Bocio are power objects (bo) that represent deceased human beings (chio). A bocio is not a spirit, but a kind of decoy meant to trick death by acting as a substitute for a real person. Formerly, the Fon people of Dahomey (now Benin) placed bocio figures in tombs along with the deceased so that the dead person could not then claim another person's life. Essentially bocios are commissioned as a safeguard against misfortune, witchcraft, and death.
The core of this bocio is a standing female figure carved in wood, but several other objects have been affixed to it. Bottles are fastened to the front and the back of the figure, a metal disk is nailed into the head, and skulls of a reptile, a bird, and a small mammal are bound to it. The bottles are plugged and may have once contained potent substances prescribed by a diviner. The process of binding objects together is an important component of empowering the bocio figure. To further "energize" it, offerings -- which may include corn meal, blood, saliva, and urine -- are poured over it. Not only do the addition of these materials make the object more powerful, but this augmentation continually transforms the bocio's appearance as a work of art.

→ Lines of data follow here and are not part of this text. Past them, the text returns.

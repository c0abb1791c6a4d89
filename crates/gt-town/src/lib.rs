//! Town encounter engine for Goldtrail.
//!
//! A [`Town`] mediates everything a hunter can do while visiting: leave
//! across the surrounding terrain, trade at the shop, look for a brawl,
//! search for the town treasure, or dig for gold. Outcomes are randomized
//! through a seedable RNG and reported both as structured values and
//! through the town's latest-news line.

pub mod config;
pub mod dig;
pub mod error;
pub mod town;
pub mod trouble;

pub use config::TownConfig;
pub use dig::DigOutcome;
pub use error::{TownError, TownResult};
pub use town::Town;
pub use trouble::TroubleOutcome;
use tabled::Table;

use crate::{Browser, types::RefTableRow};

/// Prints every static directory, parents before their children.
pub fn tree() {
    let browser = Browser::new();
    let table_rows: Vec<RefTableRow> = browser
        .tree()
        .entries()
        .into_iter()
        .cloned()
        .map(RefTableRow::from)
        .collect();

    println!("{}", Table::new(table_rows));
}
//! # Browse Module
//!
//! Resolves a `spotify:` URI into the ordered list of entries found "inside" it.
//! The hierarchy is partly static and partly backed by the catalog:
//!
//! ```text
//! spotify:directory                     Spotify
//! ├── spotify:top                       Top lists
//! │   ├── spotify:top:tracks            → GET me/top/tracks
//! │   └── spotify:top:artists           → GET me/top/artists
//! ├── spotify:your                      Your music
//! │   ├── spotify:your:tracks           → GET me/tracks
//! │   └── spotify:your:albums           → GET me/albums
//! └── spotify:playlists                 Playlists
//!     └── spotify:playlists:featured    → GET browse/featured-playlists
//!
//! spotify:album:<id>                    → album tracks
//! spotify:artist:<id>                   → top tracks, then albums
//! spotify:playlist:<id>                 → playlist tracks
//! spotify:user:<id>:playlist:<id>       → playlist tracks
//! ```
//!
//! ## Resolution Order
//!
//! 1. **Static directories** are answered from [`StaticTree`] without any
//!    remote call, whether or not a client is available.
//! 2. **Authorization gate**: with no client, or a client that is not logged
//!    in, every other URI yields an empty listing.
//! 3. **Dynamic routes**: the URI is parsed into a [`Route`] and dispatched to
//!    the matching catalog fetch, whose records go through the translator.
//!
//! ## Error Policy
//!
//! Malformed URIs and unknown routes are logged at info level and produce an
//! empty listing. Transport errors raised by the [`CatalogClient`] are not
//! caught here and reach the caller through the returned [`Res`].
//!
//! ## Usage
//!
//! ```rust
//! let browser = Browser::new();
//! let config = BrowseConfig::from_env();
//! let client = WebClient::from_env(config.clone()).await;
//!
//! let refs = browser
//!     .browse(&config, Some(&client), "spotify:top:tracks")
//!     .await?;
//! ```

mod route;
mod tree;

use std::{collections::HashMap, slice};

use crate::{
    Res,
    config::BrowseConfig,
    spotify::{CatalogClient, Link, playlist},
    translator,
    types::Ref,
    utils::{self, ITEMS, PLAYLIST_ITEMS, TRACK_ITEMS},
};

pub use route::{Route, TopList, YourMusic};
pub use tree::{ROOT_URI, StaticNode, StaticTree};

/// Browse entry point holding the static tree.
///
/// Cheap to share: it holds no per-request state, so one instance can serve
/// any number of concurrent [`Browser::browse`] calls.
#[derive(Debug, Clone, Default)]
pub struct Browser {
    tree: StaticTree,
}

impl Browser {
    pub fn new() -> Self {
        Browser {
            tree: StaticTree::new(),
        }
    }

    pub fn tree(&self) -> &StaticTree {
        &self.tree
    }

    /// Lists the children of `uri`.
    ///
    /// # Arguments
    ///
    /// * `config` - Paging and market settings for catalog requests
    /// * `client` - Catalog access; `None` limits browsing to static directories
    /// * `uri` - The `spotify:` URI to list
    ///
    /// # Returns
    ///
    /// - `Ok(refs)` - The listing, empty when the URI is unknown, malformed,
    ///   or needs a session that is not available
    /// - `Err(..)` - A transport error raised by the catalog client
    ///
    /// # Ordering
    ///
    /// Entries keep the order the catalog returned them in, pages in page
    /// order. For artists, top tracks always come before albums.
    pub async fn browse(
        &self,
        config: &BrowseConfig,
        client: Option<&dyn CatalogClient>,
        uri: &str,
    ) -> Res<Vec<Ref>> {
        if let Some(children) = self.tree.children(uri) {
            return Ok(children.to_vec());
        }

        let client = match client {
            Some(client) if client.logged_in() => client,
            _ => return Ok(Vec::new()),
        };

        match Route::parse(uri) {
            Route::Playlist(uri) => playlist::lookup_items(client, &uri).await,
            Route::Album(link) => browse_album(client, &link).await,
            Route::Artist(link) => browse_artist(client, &link).await,
            Route::TopList(variant) => browse_top_list(client, config, variant).await,
            Route::YourMusic(variant) => browse_your_music(client, config, variant).await,
            Route::FeaturedPlaylists => browse_featured_playlists(client, config).await,
            Route::Empty => Ok(Vec::new()),
            Route::Invalid(reason) => {
                tracing::info!("Failed to browse {:?}: {}", uri, reason);
                Ok(Vec::new())
            }
            Route::Unknown => {
                tracing::info!("Failed to browse {:?}: Unknown URI type", uri);
                Ok(Vec::new())
            }
        }
    }
}

fn paging_params(config: &BrowseConfig, with_market: bool) -> HashMap<String, String> {
    let mut params = HashMap::from([("limit".to_string(), config.page_limit.to_string())]);
    if with_market {
        params.insert("market".to_string(), config.market.clone());
    }
    params
}

async fn browse_album(client: &dyn CatalogClient, link: &Link) -> Res<Vec<Ref>> {
    let albums = client.get_albums(slice::from_ref(link)).await?;

    Ok(albums
        .first()
        .map(|album| translator::to_track_refs(utils::items_at(album, TRACK_ITEMS), true))
        .unwrap_or_default())
}

async fn browse_artist(client: &dyn CatalogClient, link: &Link) -> Res<Vec<Ref>> {
    let (top_tracks, albums) = futures::try_join!(
        client.get_artist_top_tracks(link),
        client.get_artist_albums(link, false),
    )?;

    let mut refs = translator::to_track_refs(&top_tracks, true);
    refs.extend(translator::to_album_refs(&albums));
    Ok(refs)
}

async fn browse_top_list(
    client: &dyn CatalogClient,
    config: &BrowseConfig,
    variant: TopList,
) -> Res<Vec<Ref>> {
    let path = format!("me/top/{variant}");
    let pages = client.get_all(&path, &paging_params(config, false));
    let items = utils::collect_items(pages, ITEMS).await?;

    Ok(match variant {
        TopList::Tracks => translator::to_track_refs(&items, false),
        TopList::Artists => translator::to_artist_refs(&items),
    })
}

async fn browse_your_music(
    client: &dyn CatalogClient,
    config: &BrowseConfig,
    variant: YourMusic,
) -> Res<Vec<Ref>> {
    let path = format!("me/{variant}");
    let pages = client.get_all(&path, &paging_params(config, true));
    let items = utils::collect_items(pages, ITEMS).await?;

    Ok(match variant {
        YourMusic::Tracks => translator::to_track_refs(&items, true),
        YourMusic::Albums => translator::to_album_refs(&items),
    })
}

async fn browse_featured_playlists(
    client: &dyn CatalogClient,
    config: &BrowseConfig,
) -> Res<Vec<Ref>> {
    let pages = client.get_all("browse/featured-playlists", &paging_params(config, false));
    let items = utils::collect_items(pages, PLAYLIST_ITEMS).await?;

    Ok(translator::to_playlist_refs(&items, None))
}
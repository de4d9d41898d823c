use std::time::Duration;

use indicatif::{ProgressBar, ProgressStyle};
use tabled::Table;

use crate::{
    Browser,
    config::BrowseConfig,
    error, info,
    management::TokenManager,
    spotify::{CatalogClient, WebClient},
    success,
    types::RefTableRow,
    warning,
};

/// Lists the entries under `uri` and prints them.
///
/// Static directories are listed even without a token. For everything else
/// a token is needed, either from `SPOTIFY_ACCESS_TOKEN` or the cached token
/// file; without one the listing is empty and a warning says why.
///
/// # Arguments
///
/// * `uri` - The `spotify:` URI to browse
/// * `json` - Print the entries as pretty JSON instead of a table
///
/// # Error Handling
///
/// Transport errors from the Web API terminate the program with an error
/// message. Unknown or malformed URIs simply produce an empty listing.
pub async fn browse(uri: String, json: bool) {
    let config = BrowseConfig::from_env();
    let client = WebClient::from_env(config.clone()).await;
    let browser = Browser::new();

    if !client.logged_in() && browser.tree().children(&uri).is_none() {
        warning!(
            "No valid Spotify token found. Set SPOTIFY_ACCESS_TOKEN or provide {}",
            TokenManager::token_path().display()
        );
    }

    let pb = ProgressBar::new_spinner();
    pb.set_message(format!("Browsing {}...", uri));
    pb.enable_steady_tick(Duration::from_millis(100));
    if let Ok(style) = ProgressStyle::with_template("{spinner:.blue} {msg}") {
        pb.set_style(style.tick_chars("⠋⠙⠹⠸⠼⠴⠦⠧⠇⠏"));
    }

    let result = browser.browse(&config, Some(&client), &uri).await;
    pb.finish_and_clear();

    let refs = match result {
        Ok(refs) => refs,
        Err(e) => error!("Failed to browse {}: {}", uri, e),
    };

    if json {
        match serde_json::to_string_pretty(&refs) {
            Ok(out) => println!("{}", out),
            Err(e) => error!("Failed to serialize listing. Err: {}", e),
        }
        return;
    }

    if refs.is_empty() {
        info!("Nothing to list under {}", uri);
        return;
    }

    let count = refs.len();
    let table_rows: Vec<RefTableRow> = refs.into_iter().map(RefTableRow::from).collect();
    println!("{}", Table::new(table_rows));
    success!("Listed {} entries", count);
}
//! Conversion of raw catalog records into listing entries.
//!
//! Every function here is pure. Records that are not objects of the expected
//! `type`, or that lack a `uri`, are skipped so one bad record never hides
//! the rest of a listing. Output order always follows input order.

use serde_json::Value;

use crate::types::Ref;

/// Returns the record's URI if it is an object of type `kind` with a string `uri`.
fn valid_uri<'a>(record: &'a Value, kind: &str) -> Option<&'a str> {
    if record.get("type").and_then(Value::as_str) != Some(kind) {
        return None;
    }
    record.get("uri").and_then(Value::as_str)
}

fn name_or<'a>(record: &'a Value, fallback: &'a str) -> &'a str {
    record
        .get("name")
        .and_then(Value::as_str)
        .unwrap_or(fallback)
}

/// Unwraps "saved object" wrappers such as `{"added_at": .., "track": {..}}`.
fn unwrap_saved<'a>(record: &'a Value, key: &str) -> &'a Value {
    match record.get(key) {
        Some(inner) if inner.is_object() => inner,
        _ => record,
    }
}

pub fn to_track_ref(record: &Value, check_playable: bool) -> Option<Ref> {
    let uri = valid_uri(record, "track")?;

    // Relinked tracks keep their original URI so playback resolves them again.
    let uri = record
        .pointer("/linked_from/uri")
        .and_then(Value::as_str)
        .unwrap_or(uri);

    if check_playable && record.get("is_playable").and_then(Value::as_bool) != Some(true) {
        tracing::debug!("{:?} is not playable", uri);
        return None;
    }

    Some(Ref::track(uri, name_or(record, uri)))
}

/// Translates tracks, accepting both plain and saved track objects.
///
/// With `check_playable`, only tracks the catalog marks `is_playable: true`
/// are kept.
pub fn to_track_refs<'a, I>(records: I, check_playable: bool) -> Vec<Ref>
where
    I: IntoIterator<Item = &'a Value>,
{
    records
        .into_iter()
        .filter_map(|r| to_track_ref(unwrap_saved(r, "track"), check_playable))
        .collect()
}

pub fn to_album_ref(record: &Value) -> Option<Ref> {
    let uri = valid_uri(record, "album")?;

    let name = match record.get("name").and_then(Value::as_str) {
        Some(album) => match record
            .pointer("/artists/0/name")
            .and_then(Value::as_str)
            .filter(|artist| !artist.is_empty())
        {
            Some(artist) => format!("{artist} - {album}"),
            None => album.to_string(),
        },
        None => uri.to_string(),
    };

    Some(Ref::album(uri, name))
}

/// Translates albums, accepting both plain and saved album objects.
pub fn to_album_refs<'a, I>(records: I) -> Vec<Ref>
where
    I: IntoIterator<Item = &'a Value>,
{
    records
        .into_iter()
        .filter_map(|r| to_album_ref(unwrap_saved(r, "album")))
        .collect()
}

pub fn to_artist_ref(record: &Value) -> Option<Ref> {
    let uri = valid_uri(record, "artist")?;
    Some(Ref::artist(uri, name_or(record, uri)))
}

pub fn to_artist_refs<'a, I>(records: I) -> Vec<Ref>
where
    I: IntoIterator<Item = &'a Value>,
{
    records.into_iter().filter_map(to_artist_ref).collect()
}

/// Translates a playlist. When `username` is given, playlists owned by
/// someone else get their owner appended to the name.
pub fn to_playlist_ref(record: &Value, username: Option<&str>) -> Option<Ref> {
    let uri = valid_uri(record, "playlist")?;
    let name = name_or(record, uri);

    let owner = record
        .pointer("/owner/id")
        .and_then(Value::as_str)
        .or(username);

    let name = match (username, owner) {
        (Some(user), Some(owner)) if owner != user => format!("{name} (by {owner})"),
        _ => name.to_string(),
    };

    Some(Ref::playlist(uri, name))
}

pub fn to_playlist_refs<'a, I>(records: I, username: Option<&str>) -> Vec<Ref>
where
    I: IntoIterator<Item = &'a Value>,
{
    records
        .into_iter()
        .filter_map(|r| to_playlist_ref(r, username))
        .collect()
}
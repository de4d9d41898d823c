//! Build script for the Spotify catalog browser.
//!
//! Copies the `.env.example` configuration template into the user's local
//! data directory so it sits next to the `.env` file the binary loads.

use std::{env, fs, path::PathBuf};

/// Copies `.env.example` from the crate root to the local data directory.
///
/// # Destination Location
///
/// - Linux: `~/.local/share/sporlbrowse/.env.example`
/// - macOS: `~/Library/Application Support/sporlbrowse/.env.example`
/// - Windows: `%LOCALAPPDATA%/sporlbrowse/.env.example`
///
/// A missing template only produces a cargo warning; directory or copy
/// failures fail the build.
fn main() -> Result<(), Box<dyn std::error::Error>> {
    println!("cargo:rerun-if-changed=.env.example");

    let manifest_dir = PathBuf::from(env::var("CARGO_MANIFEST_DIR")?);
    let env_example_path = manifest_dir.join(".env.example");

    let mut out_dir = dirs::data_local_dir().unwrap_or_else(|| PathBuf::from("."));
    out_dir.push("sporlbrowse");
    fs::create_dir_all(&out_dir)?;

    if env_example_path.is_file() {
        let contents = fs::read_to_string(&env_example_path)?;
        fs::write(out_dir.join(".env.example"), contents)?;
    } else {
        println!(
            "cargo:warning=.env.example not found at {}",
            env_example_path.display()
        );
    }

    Ok(())
}
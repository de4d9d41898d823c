use std::collections::HashMap;

use async_trait::async_trait;
use futures::stream;
use reqwest::{Client, StatusCode};
use serde_json::Value;

use crate::{
    Res,
    config::{self, BrowseConfig},
    management::TokenManager,
    utils::{self, ITEMS},
};

use super::{CatalogClient, Link, PageStream};

/// Maximum number of album IDs the `/albums` endpoint accepts per request.
const ALBUMS_PER_REQUEST: usize = 20;

/// Release groups listed when browsing an artist.
const ARTIST_ALBUM_GROUPS: &str = "album,single";

/// [`CatalogClient`] talking to the Spotify Web API over HTTPS.
///
/// The client never refreshes or acquires tokens itself. Without a token it
/// reports `logged_in() == false`, which makes every dynamic browse branch
/// return an empty listing before any request is made.
pub struct WebClient {
    http: Client,
    api_url: String,
    token: Option<String>,
    config: BrowseConfig,
}

impl WebClient {
    pub fn new(token: Option<String>, config: BrowseConfig) -> Self {
        WebClient {
            http: Client::new(),
            api_url: config::spotify_apiurl(),
            token,
            config,
        }
    }

    /// Creates a client using the best token available.
    ///
    /// `SPOTIFY_ACCESS_TOKEN` wins over the cached token file. An expired
    /// cached token is ignored, leaving the client logged out.
    ///
    /// # Example
    ///
    /// ```
    /// let client = WebClient::from_env(BrowseConfig::from_env()).await;
    /// if !client.logged_in() {
    ///     warning!("No valid token found, only static directories are available");
    /// }
    /// ```
    pub async fn from_env(config: BrowseConfig) -> Self {
        let token = match config::spotify_access_token() {
            Some(token) => Some(token),
            None => match TokenManager::load().await {
                Ok(mgr) if !mgr.is_expired() => Some(mgr.current_token().access_token.clone()),
                Ok(_) => {
                    tracing::info!("Cached token has expired");
                    None
                }
                Err(e) => {
                    tracing::debug!("No cached token available: {}", e);
                    None
                }
            },
        };

        Self::new(token, config)
    }

    /// Points the client at another Web API base URL.
    pub fn with_api_url(mut self, api_url: &str) -> Self {
        self.api_url = api_url.trim_end_matches('/').to_string();
        self
    }

    fn endpoint(&self, path: &str) -> String {
        if path.starts_with("https://") || path.starts_with("http://") {
            path.to_string()
        } else {
            format!(
                "{uri}/{path}",
                uri = self.api_url,
                path = path.trim_start_matches('/')
            )
        }
    }

    fn market(&self) -> (String, String) {
        ("market".to_string(), self.config.market.clone())
    }

    async fn send(&self, url: &str, params: &[(String, String)]) -> Res<reqwest::Response> {
        let token = self.token.as_deref().ok_or("Not logged in to Spotify")?;
        let response = self
            .http
            .get(url)
            .query(params)
            .bearer_auth(token)
            .send()
            .await?;
        Ok(response)
    }

    async fn get_json(&self, url: &str, params: &[(String, String)]) -> Res<Value> {
        let response = self.send(url, params).await?.error_for_status()?;
        Ok(response.json::<Value>().await?)
    }

    /// Like `get_json`, but maps `404 Not Found` to `None`.
    async fn get_json_opt(&self, url: &str, params: &[(String, String)]) -> Res<Option<Value>> {
        let response = self.send(url, params).await?;
        if response.status() == StatusCode::NOT_FOUND {
            return Ok(None);
        }

        let json = response.error_for_status()?.json::<Value>().await?;
        Ok(Some(json))
    }

    /// Completes the `tracks.items` listing embedded in an album or playlist
    /// by following `tracks.next` until the last track page.
    async fn with_all_tracks(&self, mut container: Value) -> Res<Value> {
        let mut next = container
            .pointer("/tracks/next")
            .and_then(Value::as_str)
            .map(str::to_string);

        while let Some(url) = next {
            let page = self.get_json(&url, &[]).await?;
            next = utils::next_page_url(&page);

            if let (Some(Value::Array(items)), Some(Value::Array(all))) =
                (page.get("items"), container.pointer_mut("/tracks/items"))
            {
                all.extend(items.iter().cloned());
            }
        }

        if let Some(tracks_next) = container.pointer_mut("/tracks/next") {
            *tracks_next = Value::Null;
        }

        Ok(container)
    }
}

#[async_trait]
impl CatalogClient for WebClient {
    fn logged_in(&self) -> bool {
        self.token.is_some()
    }

    async fn get_albums(&self, links: &[Link]) -> Res<Vec<Value>> {
        let mut albums = Vec::new();

        for chunk in links.chunks(ALBUMS_PER_REQUEST) {
            let album_ids = chunk
                .iter()
                .map(|l| l.id.as_str())
                .collect::<Vec<_>>()
                .join(",");

            let params = [("ids".to_string(), album_ids), self.market()];
            let json = self.get_json(&self.endpoint("albums"), &params).await?;

            let Some(Value::Array(found)) = json.get("albums") else {
                continue;
            };
            for album in found.iter().filter(|a| !a.is_null()) {
                albums.push(self.with_all_tracks(album.clone()).await?);
            }
        }

        Ok(albums)
    }

    async fn get_artist_top_tracks(&self, link: &Link) -> Res<Vec<Value>> {
        let url = self.endpoint(&format!("artists/{id}/top-tracks", id = link.id));
        let json = self.get_json(&url, &[self.market()]).await?;

        Ok(json
            .get("tracks")
            .and_then(Value::as_array)
            .cloned()
            .unwrap_or_default())
    }

    async fn get_artist_albums(&self, link: &Link, all_tracks: bool) -> Res<Vec<Value>> {
        let params = HashMap::from([
            (
                "include_groups".to_string(),
                ARTIST_ALBUM_GROUPS.to_string(),
            ),
            self.market(),
            ("limit".to_string(), self.config.page_limit.to_string()),
        ]);

        let path = format!("artists/{id}/albums", id = link.id);
        let albums = utils::collect_items(self.get_all(&path, &params), ITEMS).await?;

        if !all_tracks {
            return Ok(albums);
        }

        let links: Vec<Link> = albums
            .iter()
            .filter_map(|a| a.get("uri").and_then(Value::as_str))
            .filter_map(|uri| Link::from_uri(uri).ok())
            .collect();
        self.get_albums(&links).await
    }

    async fn get_playlist(&self, link: &Link) -> Res<Option<Value>> {
        let url = self.endpoint(&format!("playlists/{id}", id = link.id));
        match self.get_json_opt(&url, &[self.market()]).await? {
            Some(playlist) => Ok(Some(self.with_all_tracks(playlist).await?)),
            None => Ok(None),
        }
    }

    fn get_all<'a>(&'a self, path: &str, params: &HashMap<String, String>) -> PageStream<'a> {
        let params: Vec<(String, String)> = params
            .iter()
            .map(|(k, v)| (k.clone(), v.clone()))
            .collect();
        let first = Some((self.endpoint(path), params));

        // Follow-up URLs returned by the API already carry the query.
        Box::pin(stream::unfold(first, move |state| async move {
            let (url, params) = state?;
            match self.get_json(&url, &params).await {
                Ok(Value::Null) => Some((Ok(None), None)),
                Ok(page) => {
                    let next = utils::next_page_url(&page).map(|n| (n, Vec::new()));
                    Some((Ok(Some(page)), next))
                }
                Err(e) => Some((Err(e), None)),
            }
        }))
    }
}
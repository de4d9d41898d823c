//! Spotify Catalog Browser Library
//!
//! This library turns `spotify:` URIs into directory listings. A small static
//! tree (top lists, your music, playlists) is always available; everything
//! below it is fetched on demand from the Spotify Web API and translated into
//! lightweight [`types::Ref`] entries.
//!
//! # Modules
//!
//! - `browse` - URI routing, the static tree and the browse entry point
//! - `cli` - Command-line interface implementations
//! - `config` - Configuration management and environment variables
//! - `management` - Cached token access
//! - `spotify` - Catalog client contract, link parsing and Web API client
//! - `translator` - Raw catalog record to listing entry conversion
//! - `types` - Data structures and type definitions
//! - `utils` - Pagination helpers
//!
//! # Example
//!
//! ```
//! use sporlbrowse::{Browser, config::BrowseConfig, spotify::WebClient};
//!
//! #[tokio::main]
//! async fn main() -> sporlbrowse::Res<()> {
//!     let config = BrowseConfig::from_env();
//!     let client = WebClient::from_env(config.clone()).await;
//!     let refs = Browser::new()
//!         .browse(&config, Some(&client), "spotify:directory")
//!         .await?;
//!     Ok(())
//! }
//! ```

pub mod browse;
pub mod cli;
pub mod config;
pub mod management;
pub mod spotify;
pub mod translator;
pub mod types;
pub mod utils;

pub use browse::Browser;
pub use types::{Ref, RefKind};

/// Result type for operations that may fail with a transport or I/O error.
///
/// Errors are boxed trait objects with `Send + Sync` bounds so they can cross
/// `.await` points and task boundaries. Recoverable browse conditions (bad
/// URIs, missing session) never surface as errors; only failures raised by
/// the catalog transport do.
///
/// # Example
///
/// ```
/// use sporlbrowse::Res;
///
/// async fn fetch_data() -> Res<String> {
///     Ok("data".to_string())
/// }
/// ```
pub type Res<T> = std::result::Result<T, Box<dyn std::error::Error + Send + Sync>>;

/// Prints an informational line prefixed with a blue `o`.
///
/// Accepts the same arguments as `println!`.
///
/// # Example
///
/// ```
/// info!("Browsing {}", uri);
/// ```
#[macro_export]
macro_rules! info {
  ($($arg:tt)*) => ({
    use colored::Colorize;
    println!("[{}] {}", "o".blue().bold(), std::format_args!($($arg)*));
  })
}

/// Prints a success line prefixed with a green `✓`.
///
/// # Example
///
/// ```
/// success!("Listed {} entries", count);
/// ```
#[macro_export]
macro_rules! success {
  ($($arg:tt)*) => ({
    use colored::Colorize;
    println!("[{}] {}", "✓".green().bold(), std::format_args!($($arg)*));
  })
}

/// Prints an error line prefixed with a red `!` and exits with code 1.
///
/// Only for fatal conditions in the binary; library code returns errors
/// instead.
///
/// # Example
///
/// ```
/// error!("Failed to browse {}: {}", uri, err);
/// // Program exits here
/// ```
#[macro_export]
macro_rules! error {
  ($($arg:tt)*) => ({
    use colored::Colorize;
    eprintln!("[{}] {}", "!".red().bold(), std::format_args!($($arg)*));
    std::process::exit(1);
  })
}

/// Prints a warning line prefixed with a yellow `!`.
///
/// # Example
///
/// ```
/// warning!("Not logged in, only static directories are available");
/// ```
#[macro_export]
macro_rules! warning {
  ($($arg:tt)*) => ({
    use colored::Colorize;
    println!("[{}] {}", "!".yellow().bold(), std::format_args!($($arg)*));
  })
}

There are several types of bocio figures, including those associated with divination (Fa), and other types with royalty, with sorcery and anti-sorcery, and with the gods (vodun). All but the royal bocio retained their importance in the lives of Fon and Ewe people from Dahomey and present-day Togo. The dispersion of these peoples during the slave trade created a creolized version of bo in Haiti and later among Haitian ex-slaves in the United States. Their cloth dolls performed protective and "attack" functions similar to carved bocio figures, and like them, were closely associated with the dead and with cemeteries. In Haiti it was the manbo (mother of bo) priestess and the bokor (knowledgeable in bo) sorcerer who, along with the hungan, were responsible for their manufacture and for activating them ritually.